In many ways, the world of misinformation research is robust. In the past decade the number of studies has grown, evaluating things like misinformation’s presence in health or politics content and how well people discern whether information is true or not.
But misinformation – especially on social media – remains difficult to study in many ways, limiting our abilities to fully understand how it impacts our decisions, behaviors and the world around us.
Several factors impede researchers’ ability to understand misinformation. Primarily, difficulties in accessing data and transparency with how social media platforms’ algorithms function limit what researchers can do. But some involve disagreements over definitions of what to count as misinformation and the complexity in studying human behavior resulting from exposure to misinformation.
“The biggest problem is the lack of social media data,” said Matthew Facciani, a social scientist whose research focuses on media literacy, misinformation, social networks, political polarization, identities, and artificial intelligence and one of NCC’s fellowship trainers.
“A lot of social media companies don’t share data with researchers or when they do it’s limited,” he said. “It makes it really difficult to even study. Lack of data, lack of transparency with social media companies. We don’t really understand how these algorithms work or what people are doing. It’s hard to even get a grasp on what people are sharing, regardless of whether it’s true or false.”
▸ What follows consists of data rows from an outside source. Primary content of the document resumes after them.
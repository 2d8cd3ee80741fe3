//! # TaskReward API Server Library
//!
//! HTTP boundary of the TaskReward system.
//!
//! ## Modules
//!
//! - `app`: Application state, router builder and JWT middleware
//! - `config`: Configuration from environment variables
//! - `error`: Error handling and HTTP response mapping
//! - `routes`: API route handlers

pub mod app;
pub mod config;
pub mod error;
pub mod routes;
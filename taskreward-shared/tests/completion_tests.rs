/// Integration tests for task completion and reward crediting
///
/// Run against the in-memory store, so no database is required:
/// cargo test -p taskreward-shared --test completion_tests

use futures::future::join_all;
use std::sync::Arc;
use std::time::Duration;
use taskreward_shared::engine::CompletionConfig;
use taskreward_shared::models::task::TaskStatus;
use taskreward_shared::models::user::{NewUser, User};
use taskreward_shared::service::{RewardError, RewardService, LEADERBOARD_SIZE};
use taskreward_shared::store::memory::{CommitFault, MemoryRewardStore};
use taskreward_shared::store::{TaskStore, UserLedger};
use tokio_util::sync::CancellationToken;

/// Inserts a user directly, skipping password hashing
async fn seed_user(store: &MemoryRewardStore, login: &str) -> User {
    store
        .insert_user(NewUser {
            login: login.to_string(),
            password_hash: "unused".to_string(),
            refer_id: None,
        })
        .await
        .expect("Failed to seed user")
}

fn setup() -> (MemoryRewardStore, RewardService) {
    let store = MemoryRewardStore::new();
    let service = RewardService::new(Arc::new(store.clone()), CompletionConfig::default());
    (store, service)
}

#[tokio::test]
async fn test_end_to_end_completion() {
    let (store, service) = setup();
    let user = service.register_user("alice", "pw", 0).await.unwrap();

    let task = service.add_task("d0", 10).await.unwrap();
    assert_eq!(task.status, TaskStatus::Open);

    let active = service.get_active_tasks().await.unwrap();
    assert_eq!(active.len(), 1);
    assert_eq!(active[0].id, task.id);
    assert_eq!(active[0].status, TaskStatus::Open);

    let closed = service.complete_task(task.id, user.id).await.unwrap();
    assert_eq!(closed.status, TaskStatus::Closed);
    assert_eq!(closed.user_id, Some(user.id));
    assert!(closed.is_consistent());
    assert_eq!(service.get_user_status(user.id).await.unwrap().balance, 10);
    assert!(service.get_active_tasks().await.unwrap().is_empty());

    let again = service.complete_task(task.id, user.id).await;
    assert!(matches!(again, Err(RewardError::TaskAlreadyCompleted(id)) if id == task.id));
    assert_eq!(store.get_user_by_id(user.id).await.unwrap().balance, 10);
}

#[tokio::test(flavor = "multi_thread", worker_threads = 4)]
async fn test_concurrent_completion_credits_once() {
    let (store, service) = setup();
    let user = seed_user(&store, "alice").await;
    let task = service.add_task("race", 25).await.unwrap();

    let attempts = (0..8).map(|_| {
        let service = service.clone();
        let (task_id, user_id) = (task.id, user.id);
        tokio::spawn(async move { service.complete_task(task_id, user_id).await })
    });

    let results: Vec<_> = join_all(attempts)
        .await
        .into_iter()
        .map(|joined| joined.expect("Task panicked"))
        .collect();

    let successes = results.iter().filter(|r| r.is_ok()).count();
    let already = results
        .iter()
        .filter(|r| matches!(r, Err(RewardError::TaskAlreadyCompleted(_))))
        .count();

    assert_eq!(successes, 1);
    assert_eq!(already, 7);
    assert_eq!(store.get_user_by_id(user.id).await.unwrap().balance, 25);
}

#[tokio::test(flavor = "multi_thread", worker_threads = 4)]
async fn test_concurrent_completion_by_different_users() {
    let (store, service) = setup();
    let task = service.add_task("race", 7).await.unwrap();

    let mut user_ids = Vec::new();
    for i in 0..4 {
        let user = seed_user(&store, &format!("user{}", i)).await;
        user_ids.push(user.id);
    }

    let attempts = user_ids.iter().map(|&user_id| {
        let service = service.clone();
        let task_id = task.id;
        tokio::spawn(async move { service.complete_task(task_id, user_id).await })
    });
    let results: Vec<_> = join_all(attempts).await.into_iter().map(|r| r.unwrap()).collect();

    let winner = results
        .iter()
        .find_map(|r| r.as_ref().ok())
        .and_then(|task| task.user_id)
        .expect("One completion should succeed");

    let mut total = 0;
    for user_id in user_ids {
        let balance = store.get_user_by_id(user_id).await.unwrap().balance;
        if user_id == winner {
            assert_eq!(balance, 7);
        } else {
            assert_eq!(balance, 0);
        }
        total += balance;
    }
    assert_eq!(total, 7);
}

#[tokio::test]
async fn test_unknown_task_leaves_ledger_unchanged() {
    let (store, service) = setup();
    let user = seed_user(&store, "alice").await;

    let result = service.complete_task(999, user.id).await;
    assert!(matches!(result, Err(RewardError::TaskNotFound(999))));
    assert_eq!(store.get_user_by_id(user.id).await.unwrap().balance, 0);
}

#[tokio::test]
async fn test_unknown_user_leaves_task_open() {
    let (store, service) = setup();
    let task = service.add_task("d0", 10).await.unwrap();

    let result = service.complete_task(task.id, 999).await;
    assert!(matches!(result, Err(RewardError::UserNotFound)));

    let stored = store.get_task(task.id).await.unwrap();
    assert_eq!(stored.status, TaskStatus::Open);
    assert_eq!(stored.user_id, None);
    assert_eq!(stored.completed_at, None);
}

#[tokio::test]
async fn test_failed_credit_reopens_closed_task() {
    let (store, service) = setup();
    let user = seed_user(&store, "alice").await;
    let task = service.add_task("d0", 10).await.unwrap();

    // the close succeeds inside the transaction, then the credit misses the user
    store.fail_next_credit();
    let result = service.complete_task(task.id, user.id).await;
    assert!(matches!(result, Err(RewardError::UserNotFound)));

    let stored = store.get_task(task.id).await.unwrap();
    assert_eq!(stored.status, TaskStatus::Open);
    assert_eq!(stored.user_id, None);
    assert_eq!(stored.completed_at, None);
    assert_eq!(store.get_user_by_id(user.id).await.unwrap().balance, 0);

    let closed = service.complete_task(task.id, user.id).await.unwrap();
    assert_eq!(closed.user_id, Some(user.id));
    assert_eq!(store.get_user_by_id(user.id).await.unwrap().balance, 10);
}

#[tokio::test]
async fn test_invalid_ids_rejected() {
    let (_, service) = setup();

    for (task_id, user_id) in [(0, 1), (1, 0), (-1, 1), (1, -1)] {
        assert!(matches!(
            service.complete_task(task_id, user_id).await,
            Err(RewardError::InvalidArgument(_))
        ));
    }
}

#[tokio::test]
async fn test_zero_bonus_task_completes() {
    let (store, service) = setup();
    let user = seed_user(&store, "alice").await;
    let task = service.add_task("free", 0).await.unwrap();

    let closed = service.complete_task(task.id, user.id).await.unwrap();
    assert_eq!(closed.status, TaskStatus::Closed);
    assert_eq!(store.get_user_by_id(user.id).await.unwrap().balance, 0);
}

#[tokio::test]
async fn test_rejected_commit_is_retryable() {
    let (store, service) = setup();
    let user = seed_user(&store, "alice").await;
    let task = service.add_task("d0", 10).await.unwrap();

    store.fail_next_commit(CommitFault::Reject);
    assert!(matches!(
        service.complete_task(task.id, user.id).await,
        Err(RewardError::Internal(_))
    ));
    assert_eq!(store.get_task(task.id).await.unwrap().status, TaskStatus::Open);

    service.complete_task(task.id, user.id).await.unwrap();
    assert_eq!(store.get_user_by_id(user.id).await.unwrap().balance, 10);
}

#[tokio::test]
async fn test_ambiguous_commit_retry_never_double_credits() {
    let (store, service) = setup();
    let user = seed_user(&store, "alice").await;
    let task = service.add_task("d0", 10).await.unwrap();

    // the commit lands but the caller only sees an error
    store.fail_next_commit(CommitFault::ApplyThenFail);
    assert!(matches!(
        service.complete_task(task.id, user.id).await,
        Err(RewardError::Internal(_))
    ));

    assert!(matches!(
        service.complete_task(task.id, user.id).await,
        Err(RewardError::TaskAlreadyCompleted(_))
    ));
    assert_eq!(store.get_user_by_id(user.id).await.unwrap().balance, 10);
}

#[tokio::test(start_paused = true)]
async fn test_completion_timeout_is_internal_and_rolls_back() {
    let store = MemoryRewardStore::new();
    let service = RewardService::new(
        Arc::new(store.clone()),
        CompletionConfig::from_timeout_secs(Some(2)),
    );
    let user = seed_user(&store, "alice").await;
    let task = service.add_task("slow", 10).await.unwrap();

    store.set_close_latency(Some(Duration::from_secs(10)));
    assert!(matches!(
        service.complete_task(task.id, user.id).await,
        Err(RewardError::Internal(_))
    ));
    store.set_close_latency(None);

    assert_eq!(store.get_task(task.id).await.unwrap().status, TaskStatus::Open);
    assert_eq!(store.get_user_by_id(user.id).await.unwrap().balance, 0);
}

#[tokio::test(start_paused = true)]
async fn test_cancelled_completion_rolls_back() {
    let (store, service) = setup();
    let user = seed_user(&store, "alice").await;
    let task = service.add_task("slow", 10).await.unwrap();
    store.set_close_latency(Some(Duration::from_secs(3)));

    let shutdown = CancellationToken::new();
    let child = shutdown.child_token();

    let pending = {
        let service = service.clone();
        let task_id = task.id;
        let user_id = user.id;
        tokio::spawn(async move { service.complete_task_with_cancel(task_id, user_id, &child).await })
    };

    tokio::time::sleep(Duration::from_secs(1)).await;
    shutdown.cancel();

    let result = pending.await.unwrap();
    assert!(matches!(result, Err(RewardError::Internal(_))));

    store.set_close_latency(None);
    assert_eq!(store.get_task(task.id).await.unwrap().status, TaskStatus::Open);
    assert_eq!(store.get_user_by_id(user.id).await.unwrap().balance, 0);
}

#[tokio::test]
async fn test_leaderboard_is_bounded_and_sorted() {
    let (store, service) = setup();

    let mut users = Vec::new();
    for i in 0..12 {
        users.push(seed_user(&store, &format!("user{:02}", i)).await);
    }

    // user i earns (i % 5 + 1) * 10; several ties
    for (i, user) in users.iter().enumerate() {
        let bonus = (i as i64 % 5 + 1) * 10;
        let task = service.add_task(&format!("task{}", i), bonus).await.unwrap();
        service.complete_task(task.id, user.id).await.unwrap();
    }

    let board = service.get_leaderboard().await.unwrap();
    assert_eq!(board.len() as i64, LEADERBOARD_SIZE);

    for pair in board.windows(2) {
        assert!(pair[0].balance >= pair[1].balance);
        if pair[0].balance == pair[1].balance {
            assert!(pair[0].id < pair[1].id, "ties should be ordered by id");
        }
    }
    assert_eq!(board[0].balance, 50);
}

#[tokio::test]
async fn test_leaderboard_with_few_users() {
    let (store, service) = setup();
    seed_user(&store, "alice").await;
    seed_user(&store, "bob").await;

    let board = service.get_leaderboard().await.unwrap();
    assert_eq!(board.len(), 2);
}

#[tokio::test]
async fn test_missing_referrer_creates_no_user() {
    let (store, service) = setup();

    let result = service.register_user("alice", "pw", 42).await;
    assert!(matches!(result, Err(RewardError::ReferrerNotFound(42))));
    assert_eq!(store.user_count().await, 0);
    assert!(matches!(
        store.get_user_by_login("alice").await,
        Err(taskreward_shared::store::StoreError::UserNotFound)
    ));
}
A 2024 Science article digging into how scientists grapple with studying misinformation noted that even when academic researchers have collaborated with social media companies, the quality of studies can come into question.
The article detailed a case where a group of scientists worked with Meta on a set of studies during the 2020 U.S. presidential election. In one, scientists manipulated the feeds of 20,000 Facebook and Instagram users to reduce the misinformation they saw and determine whether users who saw the altered feeds were less polarized on issues than those who continued to view content based on Meta’s standard algorithm. But other scientists pointed out that the study’s integrity may have been compromised because Meta also tweaked its default algorithm during the experiment.
Zicheng Cheng, an assistant professor at the University of Arizona who has conducted several recent studies related to information on TikTok, has used a database of news videos provided to researchers by the company for some of her studies. But said that the pace of academic research makes it difficult to understand the full scope of misinformation because platforms remove videos so quickly.
It makes it difficult for researchers to follow the game of whack-a-mole platforms play with accounts that put out misinformation.
“One challenge is that TikTok is quick at taking those misinformation videos down,” Cheng said. “I collected my database around 2023. Now when we look back to the previous data, many of the accounts have already disappeared, a big portion banned by the platform. If you try to track those accounts, they’ll have a new account. How can you know how many people misinformation videos reach before the platform takes them down?”
It’s also difficult to fully understand the role misinformation plays in human behavior. What does seeing misinformation lead a person to do and how could that decision or action be harmful?
“People are messy to study and they have a lot of noise,” said Facciani. “There is a lot of error in the data just because people are complex. When you’re studying something complex like people, you have to be careful to ensure what you’re studying is an effect and not just an anomaly. You need to not only be careful in designing the study, but also replicating it to make sure it wasn’t just by chance.”
And replicating studies is not something that researchers typically have incentives or are rewarded to do, he said.
Much misinformation research doesn’t even touch on how beliefs from misinformation translate to action. A 2023 review from the Harvard Kennedy School of more than 750 misinformation studies found less than 1% of the studies looked at how participants later behaved and not just how their attitudes or beliefs changed.
A lot of the studies that Cheng does also require people to opt-in to them. For example, college students sign up to be a part of the study and that might mean their media literacy skills are innately different than someone else’s.
It’s also common in the misinformation field for scholars to do experimental studies, where they use mock social media posts and ask people if they can discern which are factual and which aren’t, Cheng said.
“But it’s lacking the real world implication,” she said.